Recently, another likely option has been proposed, wherein putative ovarian stem cells (Or stem cells from other sources) can be isolated from patient’s ovarian tissues and be differentiated toward competent oocyte either by injecting back into ovarian tissue in vivo or in in vitro culture (51-53). This option is still in its infant stage, and in order to overcome existing controversies in this area, further investigations are needed (54-56).
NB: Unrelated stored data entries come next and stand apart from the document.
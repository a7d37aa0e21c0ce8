//! A directory of all the font tables.

use font_types::Tag;

use crate::error::Error;

pub mod cff;
pub mod cmap;
pub mod cvt;
pub mod dsig;
pub mod fpgm;
pub mod gdef;
pub mod glyf;
pub mod hdmx;
pub mod head;
pub mod hhea;
pub mod hmtx;
pub mod kern;
pub mod layout;
pub mod loca;
pub mod maxp;
pub mod name;
pub mod os2;
pub mod post;
pub mod prep;

/// A table that has an associated tag in the table directory.
pub trait TopLevelTable {
    /// The tag used to identify this table.
    const TAG: Tag;
}

/// Access to a specific table type stored in a [`Table`].
pub trait FromTable: TopLevelTable + Into<Table> + Sized {
    fn from_table(table: &Table) -> Option<&Self>;
    fn from_table_mut(table: &mut Table) -> Option<&mut Self>;
}

macro_rules! font_tables {
    ($($variant:ident($ty:ty)),* $(,)?) => {
        /// A decoded top-level table.
        #[derive(Clone, Debug, PartialEq)]
        #[cfg_attr(feature = "serde", derive(serde::Serialize, serde::Deserialize))]
        pub enum Table {
            $( $variant($ty), )*
            /// A table we do not interpret, kept as raw bytes.
            Unknown(Vec<u8>),
        }

        impl Table {
            /// Serialize this table.
            ///
            /// Tables that depend on other tables (such as `loca`) are written
            /// as they are; keeping them in sync is the job of
            /// [`Font::encode`](crate::Font::encode).
            pub fn compile(&self) -> Result<Vec<u8>, Error> {
                match self {
                    $( Table::$variant(table) => crate::write::dump_table(table), )*
                    Table::Unknown(bytes) => Ok(bytes.clone()),
                }
            }

            /// The tag of the table type, or `None` for unknown tables.
            pub fn tag(&self) -> Option<Tag> {
                match self {
                    $( Table::$variant(_) => Some(<$ty>::TAG), )*
                    Table::Unknown(_) => None,
                }
            }
        }

        $(
            impl From<$ty> for Table {
                fn from(src: $ty) -> Table {
                    Table::$variant(src)
                }
            }

            impl FromTable for $ty {
                fn from_table(table: &Table) -> Option<&Self> {
                    match table {
                        Table::$variant(inner) => Some(inner),
                        _ => None,
                    }
                }

                fn from_table_mut(table: &mut Table) -> Option<&mut Self> {
                    match table {
                        Table::$variant(inner) => Some(inner),
                        _ => None,
                    }
                }
            }
        )*
    };
}

font_tables!(
    Head(head::Head),
    Hhea(hhea::Hhea),
    Maxp(maxp::Maxp),
    Hmtx(hmtx::Hmtx),
    Loca(loca::Loca),
    Glyf(glyf::Glyf),
    Cmap(cmap::Cmap),
    Name(name::Name),
    Os2(os2::Os2),
    Post(post::Post),
    Cvt(cvt::Cvt),
    Fpgm(fpgm::Fpgm),
    Prep(prep::Prep),
    Hdmx(hdmx::Hdmx),
    Kern(kern::Kern),
    Gdef(gdef::Gdef),
    Cff(cff::Cff),
    Cff2(cff::Cff2),
    Dsig(dsig::Dsig),
);

impl Table {
    /// Non-fatal problems noticed while decoding this table.
    ///
    /// These are subtables in formats we do not interpret; they are kept as
    /// raw bytes and written back unchanged.
    pub fn decode_warnings(&self) -> Vec<String> {
        match self {
            Table::Cmap(cmap) => cmap
                .encoding_records
                .iter()
                .filter_map(|record| match &record.subtable {
                    cmap::CmapSubtable::Unknown(raw) => Some(format!(
                        "unsupported cmap subtable format {} (platform {}, encoding {})",
                        raw.format, record.platform_id, record.encoding_id
                    )),
                    _ => None,
                })
                .collect(),
            Table::Cff(cff) if cff.major_version() != Some(1) => {
                vec![format!(
                    "unsupported CFF major version {:?}",
                    cff.major_version()
                )]
            }
            Table::Cff2(cff2) if cff2.major_version() != Some(2) => {
                vec![format!(
                    "unsupported CFF2 major version {:?}",
                    cff2.major_version()
                )]
            }
            Table::Kern(kern) => kern
                .subtables
                .iter()
                .filter_map(|sub| match &sub.data {
                    kern::KernSubtableData::Other { format, .. } => {
                        Some(format!("unsupported kern subtable format {format}"))
                    }
                    _ => None,
                })
                .collect(),
            _ => Vec::new(),
        }
    }
}
//! ensure serde is working as expected

use super::*;

#[derive(serde::Serialize, serde::Deserialize, Debug, PartialEq, Eq)]
struct MyTypes {
    f1: Fixed,
    f2: F2Dot14,
    gid: GlyphId16,
    date: LongDateTime,
    tag: Tag,
    version: Version16Dot16,
}

fn my_instance() -> MyTypes {
    MyTypes {
        f1: Fixed::from_f64(521.5),
        f2: F2Dot14::from_f32(1.25),
        gid: GlyphId16::new(69),
        date: LongDateTime::new(1_234_569_101),
        tag: Tag::new(b"cool"),
        version: Version16Dot16::VERSION_2_5,
    }
}

#[test]
fn human_readable() {
    let dumped = serde_json::to_string(&my_instance()).unwrap();
    assert!(dumped.contains("\"cool\""));
    let loaded: MyTypes = serde_json::from_str(&dumped).unwrap();
    assert_eq!(my_instance(), loaded)
}

#[test]
fn binary() {
    let dumped = bincode::serialize(&my_instance()).unwrap();
    let loaded: MyTypes = bincode::deserialize(&dumped).unwrap();
    assert_eq!(my_instance(), loaded)
}
//! a datetime type

/// A simple datetime type.
///
/// This represented as a number of seconds since 12:00 midnight, January 1, 1904, UTC.
#[derive(Debug, Clone, Copy, PartialEq, Eq, PartialOrd, Ord, Hash, Default)]
#[cfg_attr(feature = "serde", derive(serde::Serialize, serde::Deserialize))]
pub struct LongDateTime(i64);

impl LongDateTime {
    /// Create with a number of seconds relative to 1904-01-01 00:00.
    pub const fn new(secs: i64) -> Self {
        Self(secs)
    }

    /// The number of seconds since 00:00 1904-01-01, UTC.
    ///
    /// This can be a negative number, which presumably represents a date prior
    /// to the reference date.
    pub const fn as_secs(&self) -> i64 {
        self.0
    }
}

crate::raw::newtype_scalar!(LongDateTime, [u8; 8]);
Current advances and successful reported pregnancies using ovarian cryopreservation and transplantation and artificial ovary and also utilization of multistep culture system of primordial follicles as well as allografting option, have increased hopes in cancer survivors. Following transplantation, follicles loss is one of the results of non-efficient revascularization of the graft and tissue ischemia; however, these consequences could be prevented by using S1P, Vascular Endothelial Growth Factor (VEGF), Anti Mullerian Hormone (AMH), antioxidants and innovative stem cells therapy approaches (22, 57-61). Regardless of methods mentioned above, IVF using donor oocyte is another approach which is still an option for cancer survivors with diminished ovarian reserve (62). This is definitely vivid that women with cancer should benefit from adequate and useful consultations regarding their fertility preservation options and immediate and correct option selection according to updated guidelines. Therefore, the probability of childbearing after aggressive cancer treatments can be increased.
Conflict of Interest
The authors declare no conflicting interest and no financial support for the research and all authors read and approve the final manuscript.